*ABOUT THIS TASK:*
Retype the records below from their first line through the line containing "let value = value.trim();", and include nothing else.

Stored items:
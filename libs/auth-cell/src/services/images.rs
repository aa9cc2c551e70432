//! Profile pictures sent with a registration form.

use base64::{engine::general_purpose::STANDARD, Engine};

/// A picture as submitted by the client.
#[derive(Debug, Clone, PartialEq)]
pub enum ProfileImage {
    /// Already hosted somewhere; stored as is.
    Url(String),
    /// `data:<mime>;base64,<payload>`, still to be uploaded.
    Inline {
        content_type: String,
        extension: String,
        payload: String,
    },
}

impl ProfileImage {
    pub fn parse(value: &str) -> Option<Self> {
        let value = value.trim();
        if value.is_empty() {
            return None;
        }

        let Some(rest) = value.strip_prefix("data:") else {
            return Some(ProfileImage::Url(value.to_string()));
        };
        let (meta, payload) = rest.split_once(',')?;
        let content_type = meta.strip_suffix(";base64")?.to_string();
        let extension = content_type
            .split('/')
            .nth(1)
            .map(|subtype| subtype.split('+').next().unwrap_or(subtype))
            .filter(|subtype| !subtype.is_empty())
            .unwrap_or("png")
            .to_string();

        Some(ProfileImage::Inline {
            content_type,
            extension,
            payload: payload.to_string(),
        })
    }
}

pub fn decode_payload(payload: &str) -> Result<Vec<u8>, String> {
    STANDARD
        .decode(payload.trim())
        .map_err(|e| format!("Invalid image encoding: {}", e))
}

/// Storage key for an uploaded picture: `{user_id}_{unix_millis}.{ext}`.
pub fn object_name(user_id: &str, millis: i64, extension: &str) -> String {
    format!("{}_{}.{}", user_id, millis, extension)
}

/// Stand-in used when an upload fails, so registration can still complete.
pub fn placeholder_url(extension: &str) -> String {
    format!(
        "https://via.placeholder.com/150x150/cccccc/666666?text=Imagen+{}",
        extension.to_uppercase()
    )
}
pub mod availability;
pub mod slots;
pub mod specialty;

pub use availability::AvailabilityService;
pub use specialty::SpecialtyService;
use std::sync::Arc;

use axum::{
    extract::{Extension, Path, Query, State},
    Json,
};
use axum_extra::TypedHeader;
use headers::{authorization::Bearer, Authorization};
use serde_json::{json, Value};
use tracing::debug;

use profile_cell::ProfileService;
use shared_config::AppConfig;
use shared_models::auth::User;
use shared_models::error::AppError;
use shared_models::role::Role;
use shared_utils::permissions::require_role;

use crate::models::{
    Appointment, CommentRequest, CompleteRequest, RateRequest, RequestAppointment, SearchQuery,
    StatusChange, SurveyRequest, Viewer,
};
use crate::services::{search, AppointmentBookingService};

async fn viewer_for(state: &AppConfig, user: &User, token: &str) -> Result<Viewer, AppError> {
    let role = ProfileService::new(state).caller_role(&user.id, token).await?;
    Ok(Viewer::new(user.id.clone(), role))
}

fn appointment_json(service: &AppointmentBookingService, appointment: &Appointment, viewer: &Viewer) -> Value {
    json!({
        "appointment": appointment,
        "acciones": service.lifecycle().available_actions(appointment, viewer),
    })
}

// ==============================================================================
// BOOKING AND LISTINGS
// ==============================================================================

#[axum::debug_handler]
pub async fn request_appointment(
    State(state): State<Arc<AppConfig>>,
    TypedHeader(auth): TypedHeader<Authorization<Bearer>>,
    Extension(user): Extension<User>,
    Json(request): Json<RequestAppointment>,
) -> Result<Json<Value>, AppError> {
    let token = auth.token();
    let viewer = viewer_for(&state, &user, token).await?;

    let service = AppointmentBookingService::new(&state);
    let appointment = service.request_appointment(&viewer, request, token).await?;

    Ok(Json(json!({
        "appointment": appointment,
        "message": "Turno solicitado correctamente"
    })))
}

#[axum::debug_handler]
pub async fn list_appointments(
    State(state): State<Arc<AppConfig>>,
    Query(query): Query<SearchQuery>,
    TypedHeader(auth): TypedHeader<Authorization<Bearer>>,
    Extension(user): Extension<User>,
) -> Result<Json<Value>, AppError> {
    let token = auth.token();
    let viewer = viewer_for(&state, &user, token).await?;
    require_role(viewer.role, &[Role::Administrator])?;

    let service = AppointmentBookingService::new(&state);
    let appointments = search::search(service.list_all(token).await?, &query, viewer.role);

    Ok(Json(json!({
        "appointments": appointments,
        "total": appointments.len()
    })))
}

#[axum::debug_handler]
pub async fn my_appointments(
    State(state): State<Arc<AppConfig>>,
    Query(query): Query<SearchQuery>,
    TypedHeader(auth): TypedHeader<Authorization<Bearer>>,
    Extension(user): Extension<User>,
) -> Result<Json<Value>, AppError> {
    let token = auth.token();
    let viewer = viewer_for(&state, &user, token).await?;
    debug!("Listing appointments for {} ({})", viewer.user_id, viewer.role);

    let service = AppointmentBookingService::new(&state);
    let appointments = search::search(service.list_for_viewer(&viewer, token).await?, &query, viewer.role);

    Ok(Json(json!({
        "appointments": appointments,
        "total": appointments.len()
    })))
}

#[axum::debug_handler]
pub async fn get_appointment(
    State(state): State<Arc<AppConfig>>,
    Path(appointment_id): Path<String>,
    TypedHeader(auth): TypedHeader<Authorization<Bearer>>,
    Extension(user): Extension<User>,
) -> Result<Json<Value>, AppError> {
    let token = auth.token();
    let viewer = viewer_for(&state, &user, token).await?;

    let service = AppointmentBookingService::new(&state);
    let appointment = service.get_for_viewer(&appointment_id, &viewer, token).await?;

    Ok(Json(appointment_json(&service, &appointment, &viewer)))
}

#[axum::debug_handler]
pub async fn appointment_actions(
    State(state): State<Arc<AppConfig>>,
    Path(appointment_id): Path<String>,
    TypedHeader(auth): TypedHeader<Authorization<Bearer>>,
    Extension(user): Extension<User>,
) -> Result<Json<Value>, AppError> {
    let token = auth.token();
    let viewer = viewer_for(&state, &user, token).await?;

    let service = AppointmentBookingService::new(&state);
    let appointment = service.get_for_viewer(&appointment_id, &viewer, token).await?;

    Ok(Json(json!({
        "appointment_id": appointment.id,
        "estado": appointment.estado,
        "acciones": service.lifecycle().available_actions(&appointment, &viewer),
    })))
}

#[axum::debug_handler]
pub async fn specialist_dashboard(
    State(state): State<Arc<AppConfig>>,
    TypedHeader(auth): TypedHeader<Authorization<Bearer>>,
    Extension(user): Extension<User>,
) -> Result<Json<Value>, AppError> {
    let token = auth.token();
    let viewer = viewer_for(&state, &user, token).await?;
    require_role(viewer.role, &[Role::Specialist])?;

    let service = AppointmentBookingService::new(&state);
    let dashboard = service.specialist_dashboard(&viewer.user_id, token).await?;

    Ok(Json(json!(dashboard)))
}

// ==============================================================================
// LIFECYCLE
// ==============================================================================

async fn change_status(
    state: &AppConfig,
    appointment_id: &str,
    token: &str,
    user: &User,
    change: StatusChange,
) -> Result<Json<Value>, AppError> {
    let viewer = viewer_for(state, user, token).await?;

    let service = AppointmentBookingService::new(state);
    let appointment = service.change_status(appointment_id, &viewer, change, token).await?;

    Ok(Json(appointment_json(&service, &appointment, &viewer)))
}

#[axum::debug_handler]
pub async fn accept_appointment(
    State(state): State<Arc<AppConfig>>,
    Path(appointment_id): Path<String>,
    TypedHeader(auth): TypedHeader<Authorization<Bearer>>,
    Extension(user): Extension<User>,
) -> Result<Json<Value>, AppError> {
    change_status(&state, &appointment_id, auth.token(), &user, StatusChange::Accept).await
}

#[axum::debug_handler]
pub async fn reject_appointment(
    State(state): State<Arc<AppConfig>>,
    Path(appointment_id): Path<String>,
    TypedHeader(auth): TypedHeader<Authorization<Bearer>>,
    Extension(user): Extension<User>,
    Json(request): Json<CommentRequest>,
) -> Result<Json<Value>, AppError> {
    let change = StatusChange::Reject { comentario: request.comentario };
    change_status(&state, &appointment_id, auth.token(), &user, change).await
}

#[axum::debug_handler]
pub async fn cancel_appointment(
    State(state): State<Arc<AppConfig>>,
    Path(appointment_id): Path<String>,
    TypedHeader(auth): TypedHeader<Authorization<Bearer>>,
    Extension(user): Extension<User>,
    Json(request): Json<CommentRequest>,
) -> Result<Json<Value>, AppError> {
    let change = StatusChange::Cancel { comentario: request.comentario };
    change_status(&state, &appointment_id, auth.token(), &user, change).await
}

#[axum::debug_handler]
pub async fn complete_appointment(
    State(state): State<Arc<AppConfig>>,
    Path(appointment_id): Path<String>,
    TypedHeader(auth): TypedHeader<Authorization<Bearer>>,
    Extension(user): Extension<User>,
    Json(request): Json<CompleteRequest>,
) -> Result<Json<Value>, AppError> {
    let change = StatusChange::Complete { resena: request.resena };
    change_status(&state, &appointment_id, auth.token(), &user, change).await
}

#[axum::debug_handler]
pub async fn rate_appointment(
    State(state): State<Arc<AppConfig>>,
    Path(appointment_id): Path<String>,
    TypedHeader(auth): TypedHeader<Authorization<Bearer>>,
    Extension(user): Extension<User>,
    Json(request): Json<RateRequest>,
) -> Result<Json<Value>, AppError> {
    let token = auth.token();
    let viewer = viewer_for(&state, &user, token).await?;

    let service = AppointmentBookingService::new(&state);
    let appointment = service.rate(&appointment_id, &viewer, request, token).await?;

    Ok(Json(appointment_json(&service, &appointment, &viewer)))
}

#[axum::debug_handler]
pub async fn survey_appointment(
    State(state): State<Arc<AppConfig>>,
    Path(appointment_id): Path<String>,
    TypedHeader(auth): TypedHeader<Authorization<Bearer>>,
    Extension(user): Extension<User>,
    Json(request): Json<SurveyRequest>,
) -> Result<Json<Value>, AppError> {
    let token = auth.token();
    let viewer = viewer_for(&state, &user, token).await?;

    let service = AppointmentBookingService::new(&state);
    let appointment = service.complete_survey(&appointment_id, &viewer, request, token).await?;

    Ok(Json(appointment_json(&service, &appointment, &viewer)))
}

*REPLY:*
filename libs/auth-cell/src/services/images.rs
repository aa9cc2c551e70432
//! Profile pictures sent with a registration form.

use base64::{engine::general_purpose::STANDARD, Engine};

/// A picture as submitted by the client.
#[derive(Debug, Clone, PartialEq)]
pub enum ProfileImage {
    /// Already hosted somewhere; stored as is.
    Url(String),
    /// `data:<mime>;base64,<payload>`, still to be uploaded.
    Inline {
        content_type: String,
        extension: String,
        payload: String,
    },
}

impl ProfileImage {
    pub fn parse(value: &str) -> Option<Self> {
        let value = value.trim();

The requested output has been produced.